ASSIGNMENT. Write the records out again, exactly.

[Data extracted from a collection]
·····
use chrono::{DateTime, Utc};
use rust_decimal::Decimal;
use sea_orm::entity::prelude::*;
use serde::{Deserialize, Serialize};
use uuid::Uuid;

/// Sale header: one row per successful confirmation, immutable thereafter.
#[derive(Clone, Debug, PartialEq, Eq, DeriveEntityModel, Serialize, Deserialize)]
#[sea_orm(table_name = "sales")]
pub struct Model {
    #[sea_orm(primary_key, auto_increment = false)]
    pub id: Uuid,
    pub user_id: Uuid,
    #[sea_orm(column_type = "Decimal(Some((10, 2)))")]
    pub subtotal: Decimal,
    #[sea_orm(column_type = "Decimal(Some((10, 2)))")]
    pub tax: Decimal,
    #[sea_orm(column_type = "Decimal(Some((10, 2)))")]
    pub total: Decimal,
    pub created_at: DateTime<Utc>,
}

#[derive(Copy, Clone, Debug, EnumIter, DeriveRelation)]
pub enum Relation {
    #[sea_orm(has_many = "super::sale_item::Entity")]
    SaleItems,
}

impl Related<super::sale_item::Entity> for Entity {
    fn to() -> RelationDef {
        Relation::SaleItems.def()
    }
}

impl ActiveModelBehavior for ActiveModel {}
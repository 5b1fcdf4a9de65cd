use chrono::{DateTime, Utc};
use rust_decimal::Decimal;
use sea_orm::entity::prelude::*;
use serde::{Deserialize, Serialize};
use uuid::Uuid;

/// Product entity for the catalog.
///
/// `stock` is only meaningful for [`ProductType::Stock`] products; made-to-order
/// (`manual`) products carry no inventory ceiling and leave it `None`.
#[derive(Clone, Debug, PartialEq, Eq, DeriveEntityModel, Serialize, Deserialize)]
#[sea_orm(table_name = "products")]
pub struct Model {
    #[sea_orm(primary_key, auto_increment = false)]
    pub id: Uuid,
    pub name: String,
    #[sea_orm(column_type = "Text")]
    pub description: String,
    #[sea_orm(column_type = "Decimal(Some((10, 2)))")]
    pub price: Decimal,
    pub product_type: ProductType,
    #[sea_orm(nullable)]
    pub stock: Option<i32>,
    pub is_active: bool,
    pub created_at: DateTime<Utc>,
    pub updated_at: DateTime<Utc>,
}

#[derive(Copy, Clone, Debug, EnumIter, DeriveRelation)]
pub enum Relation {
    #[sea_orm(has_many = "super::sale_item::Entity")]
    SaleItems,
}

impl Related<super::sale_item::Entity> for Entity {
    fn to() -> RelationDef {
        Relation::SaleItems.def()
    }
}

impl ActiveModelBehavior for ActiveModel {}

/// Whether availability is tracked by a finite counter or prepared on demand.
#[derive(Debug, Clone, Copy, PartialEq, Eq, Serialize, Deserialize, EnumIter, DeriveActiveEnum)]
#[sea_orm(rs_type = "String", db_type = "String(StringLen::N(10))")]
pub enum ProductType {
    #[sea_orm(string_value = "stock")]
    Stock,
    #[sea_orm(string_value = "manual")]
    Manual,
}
·····
ANSWER FOR THE TASK.
use chrono::{DateTime, Utc};
use rust_decimal::Decimal;
use sea_orm::entity::prelude::*;
use serde::{Deserialize, Serialize};
use uuid::Uuid;

/// Sale header: one row per successful confirmation, immutable thereafter.
#[derive(Clone, Debug, PartialEq, Eq, DeriveEntityModel, Serialize, Deserialize)]
#[sea_orm(table_name = "sales")]
pub struct Model {
    #[sea_orm(primary_key, auto_increment = false)]
    pub id: Uuid,
    pub user_id: Uuid,
    #[sea_orm(column_type = "Decimal(Some((10, 2)))")]
    pub subtotal: Decimal,
    #[sea_orm(column_type = "Decimal(Some((10, 2)))")]
    pub tax: Decimal,
    #[sea_orm(column_type = "Decimal(Some((10, 2)))")]
    pub total: Decimal,
    pub created_at: DateTime<Utc>,
}

#[derive(Copy, Clone, Debug, EnumIter, DeriveRelation)]
pub enum Relation {
    #[sea_orm(has_many = "super::sale_item::Entity")]
    SaleItems,
}

impl Related<super::sale_item::Entity> for Entity {
    fn to() -> RelationDef {
        Relation::SaleItems.def()
    }
}

impl ActiveModelBehavior for ActiveModel {}
repository 5b1fcdf4a9de65cd
use chrono::{DateTime, Utc};
use rust_decimal::Decimal;
use sea_orm::entity::prelude::*;
use serde::{Deserialize, Serialize};
use uuid::Uuid;

/// Product entity for the catalog.
///
/// `stock` is only meaningful for [`ProductType::Stock`] products; made-to-order
/// (`manual`) products carry no inventory ceiling and leave it `None`.
#[derive(Clone, Debug, PartialEq, Eq, DeriveEntityModel, Serialize, Deserialize)]
#[sea_orm(table_name = "products")]
pub struct Model {
    #[sea_orm(primary_key, auto_increment = false)]
    pub id: Uuid,
    pub name: String,
    #[sea_orm(column_type = "Text")]
    pub description: String,
    #[sea_orm(column_type = "Decimal(Some((10, 2)))")]
    pub price: Decimal,
    pub product_type: ProductType,
    #[sea_orm(nullable)]
    pub stock: Option<i32>,
    pub is_active: bool,
    pub created_at: DateTime<Utc>,
    pub updated_at: DateTime<Utc>,
}

#[derive(Copy, Clone, Debug, EnumIter, DeriveRelation)]
pub enum Relation {
    #[sea_orm(has_many = "super::sale_item::Entity")]
    SaleItems,
}

impl Related<super::sale_item::Entity> for Entity {
    fn to() -> RelationDef {
        Relation::SaleItems.def()
    }
}

impl ActiveModelBehavior for ActiveModel {}

/// Whether availability is tracked by a finite counter or prepared on demand.
#[derive(Debug, Clone, Copy, PartialEq, Eq, Serialize, Deserialize, EnumIter, DeriveActiveEnum)]
#[sea_orm(rs_type = "String", db_type = "String(StringLen::N(10))")]
pub enum ProductType {
    #[sea_orm(string_value = "stock")]
    Stock,
    #[sea_orm(string_value = "manual")]
    Manual,
}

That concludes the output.